Sebastian se despierta en un pequeño vestíbulo. Se encuentra con su cabeza reposando en un pequeño montón de tierra que presumiblemente se habría derramado de una maceta cercana, volcada. Le ha despertado la apertura de las puertas de un ascensor situado a apenas dos metros de donde está él, o más bien el sonido de la música ambiental que provenía del interior del mismo, de una dolorosa estridencia atemperada por la mala calidad del hilo musical. La canción que sonaba era "Aquellos ojos verdes", en una versión que no reconoció, y que de alguna manera le forzó a percibir que lo que estaba viviendo era la realidad y no un sueño. Sebastian se levanta torpemente y ve que en el suelo, al lado de donde yacía momentos antes, hay un sobre de tamaño considerable y de un apagado color beige que tiene escrito por uno de sus lados: "Modelo 134b / OBLIGATORIO Y URGENTE dar registro de entrada".

A partir de este momento todos los acontecimientos que se encuentra el lector parecen acrecentar la urgencia e importancia de que el protagonista realice la heroica tarea que se le ha encomendado. Sebastian sólo sabe su nombre, que tiene ese sobre en su mano y que debe entregarlo en algún lugar, pero no sabe dónde está dicho registro, qué contiene su importante carga ni, de hecho, dónde demonios está.

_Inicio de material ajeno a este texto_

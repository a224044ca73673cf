// routes.rs
use std::sync::Arc;

use axum::{middleware, routing::get, Extension, Json, Router};
use serde_json::json;
use tower_http::trace::TraceLayer;

use crate::{
    handler::{
        auth::auth_handler, classes::class_handler, payments::payment_handler,
        users::users_handler,
    },
    middleware::auth,
    AppState,
};

// Health check handler
async fn health_check() -> Json<serde_json::Value> {
    Json(json!({
        "status": "ok",
        "message": "Server is running"
    }))
}

pub fn create_router(app_state: Arc<AppState>) -> Router {
    let api_route = Router::new()
        .nest("/auth", auth_handler())
        .nest(
            "/users",
            users_handler().layer(middleware::from_fn(auth)),
        )
        .nest(
            "/classes",
            class_handler().layer(middleware::from_fn(auth)),
        )
        .nest(
            "/payments",
            payment_handler().layer(middleware::from_fn(auth)),
        )
        .layer(TraceLayer::new_for_http())
        .layer(Extension(app_state));

    Router::new()
        .route("/health", get(health_check))
        .nest("/api", api_route)
}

Y es que el edificio resulta ser el verdadero centro de esta historia. Un diplodocus de burocracia, de pasillos interminables y de zumbantes tubos de iluminación fluorescente que se mezclan con el horroroso bucle del hilo musical en los escasos momentos en que no se coincide con hordas de trabajadores, casi autómatas, entes deshumanizados con los que prácticamente no es posible entablar ningún tipo de comunicación con cierto sentido. Sebastian encuentra imposible conocer en qué día está viviendo, y adivinar la hora del día o la noche en la que se encuentra parece una quimera aún mayor. Como un Jonás en una ballena mastodóntica, como un Josef K. que lucha contra un leviatán de procedimientos, protocolos y reglas, Sebastian siente cómo su cordura se pierde entre los pliegues de las moquetas y largas alfombras de los pasillos de un edificio que, ya no lo duda, no es otra cosa que el infierno que debió ganarse en su ya olvidada vida.

August Whitaker, escritor canadiense muy poco pródigo en este tipo de literatura, nos sorprende con esta novela situada en esa oscura vereda (tan llena de deliciosos monstruos) que circunvala a Kafka y Saramago, denunciando -de nuevo- la pérdida de la humanidad del ciudadano en su imparable evolutivo, en el que éste tiende a obtener el más perfecto de los caos partiendo desde la más absoluta de las organizaciones.

Nada nuevo, es verdad, pero bien merece una lectura.